Generator Functions: Using yield
#
We saw in the previous section that list comprehensions are best used to create relatively simple lists, while using a normal for
loop can be better in more complicated situations.
The same is true of generator expressions: we can make more complicated generators using generator functions, which make use of the yield
statement.
Here we have two ways of constructing the same list:
L1 = [n ** 2 for n in range(12)]
L2 = []
for n in range(12):
L2.append(n ** 2)
print(L1)
print(L2)
[0, 1, 4, 9, 16, 25, 36, 49, 64, 81, 100, 121]

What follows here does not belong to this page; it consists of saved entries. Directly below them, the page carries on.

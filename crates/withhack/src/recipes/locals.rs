use indexmap::IndexMap;

use crate::{
    args::CallArgs,
    exception::{Exception, RunResult},
    hack::{BlockCx, CaptureBytecode, HackBase, HackError, WithHack, hack_value, listing_value},
    host::Host,
    value::{Dict, Value},
};

use super::propagates;

/// Collects the variables the guarded block assigns.
///
/// The block runs normally. On exit, `locals` maps each name stored by the
/// block to its value at that point, in order of first assignment. Names the
/// block deleted again are left out.
#[derive(Debug)]
pub struct CaptureLocals {
    capture: CaptureBytecode,
    ordered: bool,
    locals: Option<IndexMap<String, Value>>,
}

impl CaptureLocals {
    /// A capture exposing its result as a dict.
    #[must_use]
    pub fn new(base: HackBase) -> Self {
        Self {
            capture: CaptureBytecode::new(base.must_execute(true)),
            ordered: false,
            locals: None,
        }
    }

    /// A capture exposing its result as a list of `(name, value)` pairs.
    #[must_use]
    pub fn ordered(base: HackBase) -> Self {
        Self {
            ordered: true,
            ..Self::new(base)
        }
    }

    #[must_use]
    pub fn capture(&self) -> &CaptureBytecode {
        &self.capture
    }

    /// The captured bindings, once the block has exited.
    #[must_use]
    pub fn locals(&self) -> Option<&IndexMap<String, Value>> {
        self.locals.as_ref()
    }

    fn collect(&self, cx: &BlockCx<'_>) -> Result<IndexMap<String, Value>, HackError> {
        let context = self.capture.base().require_context()?;
        let body = self
            .capture
            .bytecode()
            .ok_or_else(|| HackError::MalformedBlock("no block was captured".to_owned()))?;
        let frame = cx.host.frame(context).ok_or(HackError::FrameGone(context))?;
        let mut locals = IndexMap::new();
        for name in body.stored_names() {
            if locals.contains_key(name) {
                continue;
            }
            if let Some(value) = frame.lookup_local(name) {
                locals.insert(name.to_owned(), value);
            }
        }
        log::debug!("captured {} local(s) from {context}", locals.len());
        Ok(locals)
    }

    fn locals_value(&self) -> Option<Value> {
        let locals = self.locals.as_ref()?;
        Some(if self.ordered {
            pairs_value(locals)
        } else {
            Value::Dict(locals.iter().map(|(name, value)| (name.clone(), value.clone())).collect())
        })
    }
}

impl WithHack for CaptureLocals {
    fn kind(&self) -> &'static str {
        if self.ordered {
            "CaptureOrderedLocals"
        } else {
            "CaptureLocals"
        }
    }

    fn enter(&mut self, cx: &mut BlockCx<'_>) -> RunResult<Value> {
        self.capture.begin(cx)?;
        self.locals = None;
        Ok(cx.this_value())
    }

    fn exit(&mut self, cx: &mut BlockCx<'_>, exc: Option<&Exception>) -> RunResult<bool> {
        let swallowed = self.capture.finish(cx, exc)?;
        if propagates(exc, swallowed) {
            return Ok(false);
        }
        self.locals = Some(self.collect(cx)?);
        Ok(swallowed)
    }

    fn attribute(&self, name: &str) -> Option<Value> {
        match name {
            "locals" => self.locals_value(),
            "bytecode" => self.capture.bytecode().map(listing_value),
            _ => None,
        }
    }
}

/// Collects the variables whose values the guarded block changed.
///
/// Compares the context's locals before and after the block. A name
/// reassigned to an equal value is not reported; bindings to the hack
/// itself never are.
#[derive(Debug)]
pub struct CaptureModifiedLocals {
    base: HackBase,
    before: Option<IndexMap<String, Value>>,
    locals: Option<IndexMap<String, Value>>,
}

impl CaptureModifiedLocals {
    #[must_use]
    pub fn new(base: HackBase) -> Self {
        Self {
            base,
            before: None,
            locals: None,
        }
    }

    #[must_use]
    pub fn locals(&self) -> Option<&IndexMap<String, Value>> {
        self.locals.as_ref()
    }
}

impl WithHack for CaptureModifiedLocals {
    fn kind(&self) -> &'static str {
        "CaptureModifiedLocals"
    }

    fn enter(&mut self, cx: &mut BlockCx<'_>) -> RunResult<Value> {
        self.base.enter(cx)?;
        let context = self.base.require_context()?;
        let frame = cx.host.frame(context).ok_or(HackError::FrameGone(context))?;
        self.before = Some(frame.locals());
        self.locals = None;
        Ok(cx.this_value())
    }

    fn exit(&mut self, cx: &mut BlockCx<'_>, exc: Option<&Exception>) -> RunResult<bool> {
        let swallowed = self.base.exit(exc);
        let before = self.before.take().unwrap_or_default();
        if propagates(exc, swallowed) {
            return Ok(false);
        }
        let context = self.base.require_context()?;
        let frame = cx.host.frame(context).ok_or(HackError::FrameGone(context))?;
        let this = cx.this_value();
        let modified: IndexMap<String, Value> = frame
            .locals()
            .into_iter()
            .filter(|(name, value)| {
                !value.is_identical(&this) && before.get(name).is_none_or(|old| !old.py_eq(value))
            })
            .collect();
        log::debug!("{} local(s) of {context} changed", modified.len());
        self.locals = Some(modified);
        Ok(swallowed)
    }

    fn attribute(&self, name: &str) -> Option<Value> {
        match name {
            "locals" => self
                .locals
                .as_ref()
                .map(|locals| Value::Dict(locals.iter().map(|(n, v)| (n.clone(), v.clone())).collect::<Dict>())),
            _ => None,
        }
    }
}

/// `[(name, value), ...]`
fn pairs_value(locals: &IndexMap<String, Value>) -> Value {
    Value::list(
        locals
            .iter()
            .map(|(name, value)| Value::tuple(vec![Value::str(name.as_str()), value.clone()]))
            .collect(),
    )
}

pub(super) fn construct_unordered(host: &mut dyn Host, args: CallArgs) -> RunResult<Value> {
    args.check_positional("CaptureLocals", 0, 0)?;
    Ok(hack_value(CaptureLocals::new(HackBase::for_current_frame(host))))
}

pub(super) fn construct_ordered(host: &mut dyn Host, args: CallArgs) -> RunResult<Value> {
    args.check_positional("CaptureOrderedLocals", 0, 0)?;
    Ok(hack_value(CaptureLocals::ordered(HackBase::for_current_frame(host))))
}

pub(super) fn construct_modified(host: &mut dyn Host, args: CallArgs) -> RunResult<Value> {
    args.check_positional("CaptureModifiedLocals", 0, 0)?;
    Ok(hack_value(CaptureModifiedLocals::new(HackBase::for_current_frame(host))))
}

[0, 1, 4, 9, 16, 25, 36, 49, 64, 81, 100, 121]
Similarly, here we have two ways of constructing equivalent generators:
G1 = (n ** 2 for n in range(12))
def gen():
for n in range(12):
yield n ** 2
G2 = gen()
print(*G1)
print(*G2)
0 1 4 9 16 25 36 49 64 81 100 121
0 1 4 9 16 25 36 49 64 81 100 121
A generator function is a function that, rather than using return
to return a value once, uses yield
to yield a (potentially infinite) sequence of values.
Just as in generator expressions, the state of the generator is preserved between partial iterations, but if we want a fresh copy of the generator we can simply call the function again.
Example: Prime Number Generator#
Here I’ll show my favorite example of a generator function: a function to generate an unbounded series of prime numbers. A classic algorithm for this is the Sieve of Eratosthenes, which works something like this:
# Generate a list of candidates
L = [n for n in range(2, 40)]
print(L)
[2, 3, 4, 5, 6, 7, 8, 9, 10, 11, 12, 13, 14, 15, 16, 17, 18, 19, 20, 21, 22, 23, 24, 25, 26, 27, 28, 29, 30, 31, 32, 33, 34, 35, 36, 37, 38, 39]
# Remove all multiples of the first value
L = [n for n in L if n == L[0] or n % L[0] > 0]
print(L)
[2, 3, 5, 7, 9, 11, 13, 15, 17, 19, 21, 23, 25, 27, 29, 31, 33, 35, 37, 39]
# Remove all multiples of the second value
L = [n for n in L if n == L[1] or n % L[1] > 0]
print(L)
[2, 3, 5, 7, 11, 13, 17, 19, 23, 25, 29, 31, 35, 37]
# Remove all multiples of the third value
L = [n for n in L if n == L[2] or n % L[2] > 0]
print(L)
[2, 3, 5, 7, 11, 13, 17, 19, 23, 29, 31, 37]
If we repeat this procedure enough times on a large enough list, we can generate as many primes as we wish.
Let’s encapsulate this logic in a generator function:
def gen_primes(N):
"""Generate primes up to N"""
primes = set()
for n in range(2, N):
if all(n % p > 0 for p in primes):
primes.add(n)
yield n
print(*gen_primes(100))
2 3 5 7 11 13 17 19 23 29 31 37 41 43 47 53 59 61 67 71 73 79 83 89 97
That’s all there is to it! While this is certainly not the most computationally efficient implementation of the Sieve of Eratosthenes, it illustrates how convenient the generator function syntax can be for building more complicated sequences.